> _Your task_
Look for the word "headers" in the data below, and copy every line that holds it.

> _Record set_
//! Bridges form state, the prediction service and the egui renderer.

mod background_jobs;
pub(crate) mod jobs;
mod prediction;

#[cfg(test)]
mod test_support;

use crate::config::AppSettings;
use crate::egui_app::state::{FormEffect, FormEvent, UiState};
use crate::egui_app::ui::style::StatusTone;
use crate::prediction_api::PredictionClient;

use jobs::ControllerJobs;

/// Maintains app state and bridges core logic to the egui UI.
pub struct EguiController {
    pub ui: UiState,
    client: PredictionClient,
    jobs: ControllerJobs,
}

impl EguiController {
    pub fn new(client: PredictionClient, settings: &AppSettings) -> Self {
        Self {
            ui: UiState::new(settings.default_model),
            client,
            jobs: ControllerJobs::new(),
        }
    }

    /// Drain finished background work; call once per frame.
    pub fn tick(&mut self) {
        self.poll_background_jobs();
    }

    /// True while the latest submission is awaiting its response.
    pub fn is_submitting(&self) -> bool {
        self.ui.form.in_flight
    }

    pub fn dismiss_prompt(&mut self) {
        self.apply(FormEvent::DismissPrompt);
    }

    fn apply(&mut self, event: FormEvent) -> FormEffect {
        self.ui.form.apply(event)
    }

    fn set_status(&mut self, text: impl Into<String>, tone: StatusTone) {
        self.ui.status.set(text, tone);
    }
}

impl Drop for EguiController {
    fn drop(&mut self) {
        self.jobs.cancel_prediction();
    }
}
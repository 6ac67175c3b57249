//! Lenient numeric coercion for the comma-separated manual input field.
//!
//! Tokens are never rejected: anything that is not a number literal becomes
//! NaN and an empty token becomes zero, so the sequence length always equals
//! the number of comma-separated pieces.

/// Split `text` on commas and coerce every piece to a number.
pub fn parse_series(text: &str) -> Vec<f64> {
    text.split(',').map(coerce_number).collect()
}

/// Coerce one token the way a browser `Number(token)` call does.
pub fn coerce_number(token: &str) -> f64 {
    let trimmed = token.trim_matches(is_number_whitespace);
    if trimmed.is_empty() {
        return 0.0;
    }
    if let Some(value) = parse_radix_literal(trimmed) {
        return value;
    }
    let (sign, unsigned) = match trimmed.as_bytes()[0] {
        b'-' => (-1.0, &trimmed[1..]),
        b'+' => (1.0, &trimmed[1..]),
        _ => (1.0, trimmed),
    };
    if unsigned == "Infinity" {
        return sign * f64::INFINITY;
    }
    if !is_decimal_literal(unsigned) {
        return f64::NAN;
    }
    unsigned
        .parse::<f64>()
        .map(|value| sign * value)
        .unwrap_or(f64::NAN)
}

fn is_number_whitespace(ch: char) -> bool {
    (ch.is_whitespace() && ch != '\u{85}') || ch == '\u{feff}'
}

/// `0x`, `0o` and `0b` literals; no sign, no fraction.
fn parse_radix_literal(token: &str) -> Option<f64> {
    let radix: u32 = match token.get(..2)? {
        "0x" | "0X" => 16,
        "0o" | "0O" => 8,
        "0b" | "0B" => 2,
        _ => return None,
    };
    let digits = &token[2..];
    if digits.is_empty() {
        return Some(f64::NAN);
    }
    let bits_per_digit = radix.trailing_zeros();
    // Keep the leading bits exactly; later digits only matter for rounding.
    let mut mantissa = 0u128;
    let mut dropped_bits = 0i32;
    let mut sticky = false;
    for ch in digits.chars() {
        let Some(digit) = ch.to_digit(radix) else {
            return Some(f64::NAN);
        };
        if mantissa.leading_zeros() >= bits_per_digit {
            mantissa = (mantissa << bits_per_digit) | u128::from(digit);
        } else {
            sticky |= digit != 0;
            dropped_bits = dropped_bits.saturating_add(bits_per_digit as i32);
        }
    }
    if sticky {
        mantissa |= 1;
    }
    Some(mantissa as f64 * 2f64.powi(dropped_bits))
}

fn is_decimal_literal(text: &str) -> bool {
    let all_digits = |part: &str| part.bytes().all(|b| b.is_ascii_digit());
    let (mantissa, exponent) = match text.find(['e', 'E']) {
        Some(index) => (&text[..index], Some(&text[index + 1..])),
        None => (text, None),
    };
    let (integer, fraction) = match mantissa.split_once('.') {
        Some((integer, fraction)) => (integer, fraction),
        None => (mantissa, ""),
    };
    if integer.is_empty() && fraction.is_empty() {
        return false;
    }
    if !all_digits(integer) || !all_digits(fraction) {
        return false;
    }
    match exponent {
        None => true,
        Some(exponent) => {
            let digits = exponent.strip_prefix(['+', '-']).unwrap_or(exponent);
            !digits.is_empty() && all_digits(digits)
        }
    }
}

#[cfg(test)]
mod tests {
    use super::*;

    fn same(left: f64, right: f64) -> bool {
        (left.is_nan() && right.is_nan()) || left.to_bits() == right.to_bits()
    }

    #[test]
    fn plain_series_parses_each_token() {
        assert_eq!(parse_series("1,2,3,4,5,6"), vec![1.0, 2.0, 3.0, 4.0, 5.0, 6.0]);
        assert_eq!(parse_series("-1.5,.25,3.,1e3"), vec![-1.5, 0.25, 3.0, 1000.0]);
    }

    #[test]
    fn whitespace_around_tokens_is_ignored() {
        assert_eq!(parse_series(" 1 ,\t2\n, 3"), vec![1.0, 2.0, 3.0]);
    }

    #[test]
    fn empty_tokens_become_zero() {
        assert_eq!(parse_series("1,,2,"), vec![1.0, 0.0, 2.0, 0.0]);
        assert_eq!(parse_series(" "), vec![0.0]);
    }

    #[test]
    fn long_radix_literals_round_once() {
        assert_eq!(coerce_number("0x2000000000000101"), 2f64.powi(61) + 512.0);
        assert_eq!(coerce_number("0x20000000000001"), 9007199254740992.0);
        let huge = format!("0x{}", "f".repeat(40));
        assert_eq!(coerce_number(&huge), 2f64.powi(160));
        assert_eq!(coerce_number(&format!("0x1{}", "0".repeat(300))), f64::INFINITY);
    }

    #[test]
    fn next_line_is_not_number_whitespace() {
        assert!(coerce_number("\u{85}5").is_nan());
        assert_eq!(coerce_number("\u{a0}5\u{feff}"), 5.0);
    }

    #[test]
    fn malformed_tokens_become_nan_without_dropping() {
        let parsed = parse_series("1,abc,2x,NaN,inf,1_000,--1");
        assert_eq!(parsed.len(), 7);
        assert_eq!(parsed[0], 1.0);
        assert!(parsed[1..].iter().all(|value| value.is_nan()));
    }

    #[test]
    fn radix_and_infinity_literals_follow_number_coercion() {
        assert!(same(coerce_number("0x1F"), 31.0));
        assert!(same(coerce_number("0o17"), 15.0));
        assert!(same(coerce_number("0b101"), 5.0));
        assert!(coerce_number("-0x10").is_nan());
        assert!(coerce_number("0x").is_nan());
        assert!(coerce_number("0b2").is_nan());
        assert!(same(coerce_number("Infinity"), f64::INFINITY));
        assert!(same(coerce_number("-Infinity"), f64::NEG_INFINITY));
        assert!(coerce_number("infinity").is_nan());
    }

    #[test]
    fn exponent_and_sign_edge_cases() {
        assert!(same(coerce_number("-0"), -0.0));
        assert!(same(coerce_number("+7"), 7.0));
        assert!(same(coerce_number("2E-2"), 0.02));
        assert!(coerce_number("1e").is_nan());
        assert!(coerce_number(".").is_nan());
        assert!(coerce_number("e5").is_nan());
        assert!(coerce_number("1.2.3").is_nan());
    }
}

* * *

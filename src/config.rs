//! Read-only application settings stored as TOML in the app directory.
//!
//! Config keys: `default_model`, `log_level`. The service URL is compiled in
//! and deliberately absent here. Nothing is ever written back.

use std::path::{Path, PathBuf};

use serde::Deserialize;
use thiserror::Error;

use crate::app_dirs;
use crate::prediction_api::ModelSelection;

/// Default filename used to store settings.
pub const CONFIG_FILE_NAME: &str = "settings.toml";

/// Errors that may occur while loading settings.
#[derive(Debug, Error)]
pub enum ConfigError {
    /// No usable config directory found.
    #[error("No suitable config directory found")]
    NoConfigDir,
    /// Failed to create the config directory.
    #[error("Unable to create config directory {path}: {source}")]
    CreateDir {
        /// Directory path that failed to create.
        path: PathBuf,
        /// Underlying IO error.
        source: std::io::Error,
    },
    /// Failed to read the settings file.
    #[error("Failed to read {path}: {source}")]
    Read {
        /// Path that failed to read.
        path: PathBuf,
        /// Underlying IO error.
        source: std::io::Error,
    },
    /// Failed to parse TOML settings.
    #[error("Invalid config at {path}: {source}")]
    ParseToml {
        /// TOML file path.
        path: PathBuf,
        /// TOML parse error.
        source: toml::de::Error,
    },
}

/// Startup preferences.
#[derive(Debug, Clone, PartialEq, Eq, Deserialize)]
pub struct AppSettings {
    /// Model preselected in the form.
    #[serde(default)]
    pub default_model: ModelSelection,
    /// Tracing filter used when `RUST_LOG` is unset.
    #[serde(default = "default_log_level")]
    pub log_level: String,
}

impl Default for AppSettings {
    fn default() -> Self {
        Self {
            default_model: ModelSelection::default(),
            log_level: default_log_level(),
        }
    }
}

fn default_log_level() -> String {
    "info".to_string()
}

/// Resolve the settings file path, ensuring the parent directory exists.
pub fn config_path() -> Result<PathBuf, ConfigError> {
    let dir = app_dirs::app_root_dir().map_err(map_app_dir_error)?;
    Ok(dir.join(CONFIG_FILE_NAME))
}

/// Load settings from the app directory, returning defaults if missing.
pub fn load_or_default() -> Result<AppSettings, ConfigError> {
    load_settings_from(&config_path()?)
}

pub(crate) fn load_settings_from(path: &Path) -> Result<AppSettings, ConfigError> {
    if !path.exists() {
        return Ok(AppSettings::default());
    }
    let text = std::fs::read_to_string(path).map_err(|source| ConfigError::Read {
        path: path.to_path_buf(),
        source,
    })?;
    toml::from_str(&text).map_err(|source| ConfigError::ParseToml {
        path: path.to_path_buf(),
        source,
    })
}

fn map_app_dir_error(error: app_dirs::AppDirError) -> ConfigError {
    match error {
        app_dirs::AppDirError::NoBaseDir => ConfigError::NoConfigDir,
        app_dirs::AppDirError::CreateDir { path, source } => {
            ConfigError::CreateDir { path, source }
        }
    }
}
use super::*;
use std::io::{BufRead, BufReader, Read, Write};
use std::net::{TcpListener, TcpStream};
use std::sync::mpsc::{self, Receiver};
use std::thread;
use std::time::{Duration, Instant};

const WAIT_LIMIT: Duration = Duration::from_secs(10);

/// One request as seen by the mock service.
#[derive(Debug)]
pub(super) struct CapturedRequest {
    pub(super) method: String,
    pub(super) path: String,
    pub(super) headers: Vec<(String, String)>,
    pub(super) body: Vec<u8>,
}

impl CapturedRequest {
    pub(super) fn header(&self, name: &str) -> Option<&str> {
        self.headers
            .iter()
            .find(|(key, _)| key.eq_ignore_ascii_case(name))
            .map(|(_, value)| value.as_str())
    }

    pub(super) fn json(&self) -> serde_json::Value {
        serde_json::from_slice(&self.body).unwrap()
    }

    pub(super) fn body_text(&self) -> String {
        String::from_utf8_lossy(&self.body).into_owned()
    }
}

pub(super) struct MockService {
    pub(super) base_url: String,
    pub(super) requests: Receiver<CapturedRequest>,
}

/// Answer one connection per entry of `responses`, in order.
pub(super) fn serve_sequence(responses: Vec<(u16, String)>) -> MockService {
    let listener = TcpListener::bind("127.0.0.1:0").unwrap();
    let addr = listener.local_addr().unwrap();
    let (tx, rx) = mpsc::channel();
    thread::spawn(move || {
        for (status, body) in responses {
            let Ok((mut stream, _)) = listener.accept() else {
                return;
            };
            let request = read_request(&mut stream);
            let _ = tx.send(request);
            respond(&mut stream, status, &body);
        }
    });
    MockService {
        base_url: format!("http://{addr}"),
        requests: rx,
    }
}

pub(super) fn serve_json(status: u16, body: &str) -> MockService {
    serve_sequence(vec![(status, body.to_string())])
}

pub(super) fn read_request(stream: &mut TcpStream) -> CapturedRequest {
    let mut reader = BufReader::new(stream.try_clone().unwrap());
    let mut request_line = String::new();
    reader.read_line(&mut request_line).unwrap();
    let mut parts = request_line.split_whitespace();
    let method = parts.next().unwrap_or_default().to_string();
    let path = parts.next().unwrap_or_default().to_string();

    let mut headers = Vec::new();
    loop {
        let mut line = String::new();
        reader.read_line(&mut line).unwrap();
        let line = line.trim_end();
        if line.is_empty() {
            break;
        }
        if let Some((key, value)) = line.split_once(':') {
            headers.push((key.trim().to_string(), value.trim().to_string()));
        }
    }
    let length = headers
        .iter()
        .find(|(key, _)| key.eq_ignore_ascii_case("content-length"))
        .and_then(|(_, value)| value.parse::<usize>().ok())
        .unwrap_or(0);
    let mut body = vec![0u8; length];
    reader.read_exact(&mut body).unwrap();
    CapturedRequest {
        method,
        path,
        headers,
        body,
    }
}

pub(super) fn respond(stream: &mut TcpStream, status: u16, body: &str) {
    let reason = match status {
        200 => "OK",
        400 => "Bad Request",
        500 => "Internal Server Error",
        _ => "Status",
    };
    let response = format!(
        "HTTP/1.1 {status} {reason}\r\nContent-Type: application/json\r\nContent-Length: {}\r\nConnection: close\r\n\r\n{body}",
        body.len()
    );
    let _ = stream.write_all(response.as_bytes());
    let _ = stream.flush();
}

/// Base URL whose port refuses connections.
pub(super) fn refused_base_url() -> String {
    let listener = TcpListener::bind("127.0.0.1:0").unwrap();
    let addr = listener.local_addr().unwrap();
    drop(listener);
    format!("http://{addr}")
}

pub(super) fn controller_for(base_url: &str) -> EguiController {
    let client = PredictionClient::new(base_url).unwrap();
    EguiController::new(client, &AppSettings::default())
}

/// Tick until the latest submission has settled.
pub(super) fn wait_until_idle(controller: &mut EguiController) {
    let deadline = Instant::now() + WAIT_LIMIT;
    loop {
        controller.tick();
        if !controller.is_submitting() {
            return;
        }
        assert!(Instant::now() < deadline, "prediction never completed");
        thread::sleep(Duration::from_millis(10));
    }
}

> _Written solution_
    pub(super) headers: Vec<(String, String)>,
        self.headers
    let mut headers = Vec::new();
            headers.push((key.trim().to_string(), value.trim().to_string()));
    let length = headers
        headers,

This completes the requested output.